Problem details: Lines of the listing that contain "every" need to be copied.

=-=-=

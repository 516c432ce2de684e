// src/oracles/compose.rs

use super::{Oracle, check_arity, debug_check_input};
use crate::core::{QubitId, Register, RevqError};
use crate::session::Session;
use std::collections::HashSet;
use tracing::debug;

/// A sub-oracle applied to a subset of the conjunction's input bits.
#[derive(Debug)]
pub struct Clause {
    pub oracle: Box<dyn Oracle>,
    /// Input positions fed to `oracle`, in its own bit order.
    pub positions: Vec<usize>,
}

impl Clause {
    pub fn new(oracle: Box<dyn Oracle>, positions: Vec<usize>) -> Self {
        Self { oracle, positions }
    }

    /// A clause that sees the whole input unchanged.
    pub fn over_all(oracle: Box<dyn Oracle>) -> Self {
        let positions = (0..oracle.arity()).collect();
        Self { oracle, positions }
    }

    fn project(&self, input: &[bool]) -> Vec<bool> {
        self.positions.iter().map(|p| input[*p]).collect()
    }
}

/// `f(x) = AND` of every clause predicate.
///
/// Each clause is computed into its own status qubit, in order. The output is
/// flipped on all statuses, then the compute block is mirrored (clauses undone
/// in reverse order) and the statuses are released.
#[derive(Debug)]
pub struct Conjunction {
    name: String,
    arity: usize,
    clauses: Vec<Clause>,
}

impl Conjunction {
    /// # Errors
    /// `InvalidArgument` when `arity` is zero, or a clause's positions do not
    /// match its oracle's arity, fall outside `0..arity`, or repeat.
    pub fn new(name: impl Into<String>, arity: usize, clauses: Vec<Clause>) -> Result<Self, RevqError> {
        let name = name.into();
        if arity == 0 {
            return Err(RevqError::invalid_argument(format!("'{}' needs at least one input bit", name)));
        }
        for (i, clause) in clauses.iter().enumerate() {
            if clause.positions.len() != clause.oracle.arity() {
                return Err(RevqError::invalid_argument(format!(
                    "clause {} of '{}': {} positions for {} which takes {}",
                    i,
                    name,
                    clause.positions.len(),
                    clause.oracle.name(),
                    clause.oracle.arity()
                )));
            }
            let mut seen = HashSet::new();
            for p in &clause.positions {
                if *p >= arity || !seen.insert(*p) {
                    return Err(RevqError::invalid_argument(format!(
                        "clause {} of '{}': position {} is out of range or repeated",
                        i, name, p
                    )));
                }
            }
        }
        Ok(Self { name, arity, clauses })
    }

    pub fn clauses(&self) -> &[Clause] {
        &self.clauses
    }
}

impl Oracle for Conjunction {
    fn name(&self) -> String {
        self.name.clone()
    }

    fn arity(&self) -> usize {
        self.arity
    }

    fn evaluate(&self, input: &[bool]) -> bool {
        debug_check_input(self, input);
        self.clauses.iter().all(|c| c.oracle.evaluate(&c.project(input)))
    }

    fn compile(&self, session: &mut Session, input: &Register, output: QubitId) -> Result<(), RevqError> {
        check_arity(self, input)?;
        debug!(oracle = %self.name, clauses = self.clauses.len(), "compile");
        if self.clauses.is_empty() {
            return session.apply_not(output);
        }
        let status = session.allocate("status", self.clauses.len())?;
        session.within(
            |s| {
                for (i, clause) in self.clauses.iter().enumerate() {
                    let view = input.select(format!("{}[{}]", self.name, i), &clause.positions)?;
                    clause.oracle.compile(s, &view, status[i])?;
                }
                Ok(())
            },
            |s, _| s.apply_controlled_not(output, status.qubits()),
        )?;
        session.release(&status)
    }

    fn ancilla_count(&self) -> usize {
        self.clauses.len() + self.clauses.iter().map(|c| c.oracle.ancilla_count()).sum::<usize>()
    }
}

#[cfg(test)]
mod tests {
    use super::*;
    use crate::oracles::{Nand, Parity, assignment};

    #[test]
    fn positions_must_match_arity() -> Result<(), RevqError> {
        let short = Conjunction::new("bad", 3, vec![Clause::new(Box::new(Nand), vec![0])]);
        assert!(matches!(short, Err(RevqError::InvalidArgument { .. })));
        let repeated = Conjunction::new("bad", 3, vec![Clause::new(Box::new(Nand), vec![1, 1])]);
        assert!(matches!(repeated, Err(RevqError::InvalidArgument { .. })));
        let outside = Conjunction::new("bad", 2, vec![Clause::new(Box::new(Nand), vec![1, 2])]);
        assert!(matches!(outside, Err(RevqError::InvalidArgument { .. })));
        Ok(())
    }

    #[test]
    fn evaluates_and_of_projected_clauses() -> Result<(), RevqError> {
        let conj = Conjunction::new(
            "nand_and_parity",
            3,
            vec![
                Clause::new(Box::new(Nand), vec![0, 1]),
                Clause::new(Box::new(Parity::new(2)?), vec![2, 0]),
            ],
        )?;
        for v in 0..8 {
            let x = assignment(v, 3);
            assert_eq!(conj.evaluate(&x), !(x[0] && x[1]) && (x[2] ^ x[0]));
        }
        assert_eq!(conj.ancilla_count(), 2);
        Ok(())
    }

    #[test]
    fn empty_conjunction_always_marks() -> Result<(), RevqError> {
        let conj = Conjunction::new("true", 2, Vec::new())?;
        let mut session = Session::default();
        let x = session.allocate("x", 2)?;
        let y = session.allocate("y", 1)?;
        conj.compile(&mut session, &x, y[0])?;
        assert_eq!(session.circuit().len(), 1);
        assert!(conj.evaluate(&[false, true]));
        Ok(())
    }
}
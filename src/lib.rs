// src/lib.rs

//! `revq` - A compiler for reversible boolean oracles
//!
//! Predicates over N input bits are compiled into gate sequences built only
//! from NOT and multi-controlled NOT, implementing `|x⟩|y⟩ → |x⟩|y ⊕ f(x)⟩`
//! with every ancilla uncomputed and released. Construction happens in an
//! explicit [`Session`]; the uncompute half of every compute/mark/uncompute
//! block is derived mechanically from the recorded compute half.

pub mod core;
pub mod operations;
pub mod circuits;
pub mod pool;
pub mod session;
pub mod oracles;
pub mod simulation;
pub mod vm;
pub mod verification;

// Re-export the most common types for easier top-level use
pub use crate::core::{BitState, QubitId, Register, RevqError};
pub use crate::operations::{Gate, Opcode};
pub use crate::circuits::{Circuit, CircuitBuilder};
pub use crate::session::{Segment, Session, SessionConfig};
pub use crate::oracles::Oracle;
pub use crate::simulation::Simulator;
pub use crate::vm::{Instruction, Program, ProgramBuilder, RevVm};
pub use crate::verification::{CostModel, Harness, HarnessConfig, VerificationReport};

// Example 1: Sum-equals oracle replayed on a classical input
// Compiles "exactly one of two bits is set" and checks the output bit flips
// for |10⟩ while the counter ancillas come back clean.
/// ```
/// use revq::{BitState, Oracle, RevqError, Session, Simulator};
/// use revq::oracles::SumEquals;
///
/// # fn main() -> Result<(), RevqError> {
/// let oracle = SumEquals::new(2, 1)?;
/// let mut session = Session::default();
/// let x = session.allocate("x", 2)?;
/// let y = session.allocate("y", 1)?;
/// oracle.compile(&mut session, &x, y[0])?;
///
/// // Only x and y are still allocated; the counter was released.
/// assert_eq!(session.pool().allocated_count(), 3);
///
/// let circuit = session.circuit();
/// println!("{}", circuit);
///
/// // Qubits: x = q0, q1; y = q2; counter = q3, q4.
/// let mut input = BitState::zeros(5);
/// input.write(x.qubits(), 0b01)?;
/// let out = Simulator::new().run(&circuit, &input)?;
/// assert!(out.get(y[0])?);
/// assert_eq!(out.read(x.qubits())?, 0b01);
/// assert!(out.all_zero(&[revq::QubitId(3), revq::QubitId(4)])?);
/// # Ok(())
/// # }
/// ```
#[doc(hidden)]
const _: () = (); // Attaches the preceding doc comment block to a hidden item

// Example 2: Exhaustive verification of a composed oracle
// A 2x2 Kakuro grid with row sums [1, 2] and column sums [1, 2] has exactly
// one solution, "0111" written qubit 0 first.
/// ```
/// use revq::{Harness, HarnessConfig, RevqError};
/// use revq::oracles::grid;
///
/// # fn main() -> Result<(), RevqError> {
/// let oracle = grid::kakuro(&[1, 2], &[1, 2])?;
/// let report = Harness::new(HarnessConfig::default()).verify_oracle(&oracle)?;
/// println!("{}", report);
///
/// assert!(report.is_success());
/// let marked: Vec<u64> = report
///     .outcomes
///     .iter()
///     .filter(|o| o.actual == Some(1))
///     .map(|o| o.input)
///     .collect();
/// assert_eq!(marked, vec![0b1110]);
/// # Ok(())
/// # }
/// ```
#[doc(hidden)]
const _: () = (); // Attaches the preceding doc comment block to a hidden item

=-=-=

Reply to the exercise:
/// `f(x) = AND` of every clause predicate.
//! with every ancilla uncomputed and released. Construction happens in an
//! explicit [`Session`]; the uncompute half of every compute/mark/uncompute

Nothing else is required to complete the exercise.